Tipo de recurso: artículo
Fecha de publicación:2018
País:España
Institución:Universitat Autònoma de Barcelona
Repositorio:Dipòsit Digital de Documents de la UAB
Idioma:inglés
OAI Identifier:oai:ddd.uab.cat:253748
Acceso en línea:https://ddd.uab.cat/record/253748
https://dx.doi.org/urn:doi:10.1038/s41419-018-1225-2
Access Level:acceso abierto
Descripción
Sumario:Osteoarthritis (OA), a chronic disease characterized by articular cartilage degeneration, is a leading cause of disability and pain worldwide. In OA, chondrocytes in cartilage undergo phenotypic changes and senescence, restricting cartilage regeneration and favouring disease progression. Similar to other wound-healing disorders, chondrocytes from OA patients show a chronic increase in the gap junction channel protein connexin43 (Cx43), which regulates signal transduction through the exchange of elements or recruitment/release of signalling factors. Although immature or stem-like cells are present in cartilage from OA patients, their origin and role in disease progression are unknown. In this study, we found that Cx43 acts as a positive regulator of chondrocyte-mesenchymal transition.
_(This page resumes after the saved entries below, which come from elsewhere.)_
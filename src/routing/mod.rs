//! Request Classifier & Router: a 15-dimension weighted scorer with
//! sigmoid confidence calibration maps a prompt to a complexity [`Tier`],
//! and the [`selector`] maps tier + profile to a concrete model with a
//! context-filtered fallback chain.

pub mod catalog;
pub mod classifier;
pub mod keywords;
pub mod selector;

use rust_decimal::Decimal;
use serde::{Deserialize, Serialize};

pub use catalog::{ModelCapabilities, ModelEntry, TierConfig, resolve_alias};
pub use classifier::{ClassificationResult, classify};
pub use selector::Selector;

/// The four complexity tiers a request can be classified into, in the
/// total order `Simple < Medium < Complex < Reasoning`.
#[derive(Debug, Clone, Copy, PartialEq, Eq, PartialOrd, Ord, Hash, Serialize, Deserialize)]
#[serde(rename_all = "SCREAMING_SNAKE_CASE")]
pub enum Tier {
    Simple,
    Medium,
    Complex,
    Reasoning,
}

impl std::fmt::Display for Tier {
    fn fmt(&self, f: &mut std::fmt::Formatter<'_>) -> std::fmt::Result {
        match self {
            Tier::Simple => write!(f, "SIMPLE"),
            Tier::Medium => write!(f, "MEDIUM"),
            Tier::Complex => write!(f, "COMPLEX"),
            Tier::Reasoning => write!(f, "REASONING"),
        }
    }
}

/// A named mapping from tier to (primary, fallback\[\]) models.
#[derive(Debug, Clone, Copy, PartialEq, Eq, Default, Serialize, Deserialize)]
#[serde(rename_all = "lowercase")]
pub enum RoutingProfile {
    #[default]
    Auto,
    Eco,
    Premium,
    Free,
}

impl std::str::FromStr for RoutingProfile {
    type Err = String;

    fn from_str(s: &str) -> Result<Self, Self::Err> {
        match s.to_lowercase().as_str() {
            "auto" => Ok(Self::Auto),
            "eco" | "economy" | "cheap" => Ok(Self::Eco),
            "premium" | "quality" | "best" => Ok(Self::Premium),
            "free" => Ok(Self::Free),
            _ => Err(format!(
                "invalid routing profile '{s}', expected: auto, eco, premium, free"
            )),
        }
    }
}

/// The method that produced a routing decision. The core only implements
/// `rules`; `llm` is reserved for a future LLM-judged classifier.
#[derive(Debug, Clone, Copy, PartialEq, Eq, Serialize, Deserialize)]
#[serde(rename_all = "lowercase")]
pub enum RoutingMethod {
    Rules,
    Llm,
}

/// Estimated costs for a routing decision, in USD.
#[derive(Debug, Clone, Serialize, Deserialize)]
pub struct CostEstimate {
    pub input_cost: Decimal,
    pub output_cost: Decimal,
    pub total_cost: Decimal,
    pub baseline_cost: Decimal,
    /// `max(0, (baseline - cost) / baseline)`, or 0 under `premium` or when
    /// `baseline == 0`.
    pub savings_pct: f64,
}

/// The result of routing a request to a model.
#[derive(Debug, Clone, Serialize, Deserialize)]
pub struct RoutingDecision {
    pub model_id: String,
    pub tier: Tier,
    pub confidence: f64,
    pub method: RoutingMethod,
    pub agentic: bool,
    pub profile: RoutingProfile,
    pub cost_estimate: CostEstimate,
    pub reasoning: String,
    pub signals: Vec<String>,
    pub fallback_chain: Vec<String>,
}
Overactive Cx43 largely maintains the immature phenotype by increasing nuclear translocation of Twist-1 and tissue remodelling and proinflammatory agents, such as MMPs and IL-1β, which in turn cause cellular senescence through upregulation of p53, p16 INK4a and NF-κB, contributing to the senescence-associated secretory phenotype (SASP). Downregulation of either Cx43 by CRISPR/Cas9 or Cx43-mediated gap junctional intercellular communication (GJIC) by carbenoxolone treatment triggered rediferentiation of osteoarthritic chondrocytes into a more differentiated state, associated with decreased synthesis of MMPs and proinflammatory factors, and reduced senescence. We have identified causal Cx43-sensitive circuit in chondrocytes that regulates dedifferentiation, redifferentiation and senescence. We propose that chondrocytes undergo chondrocyte-mesenchymal transition where increased Cx43-mediated GJIC during OA facilitates Twist-1 nuclear translocation as a novel mechanism involved in OA progression. These findings support the use of Cx43 as an appropriate therapeutic target to halt OA progression and to promote cartilage regeneration.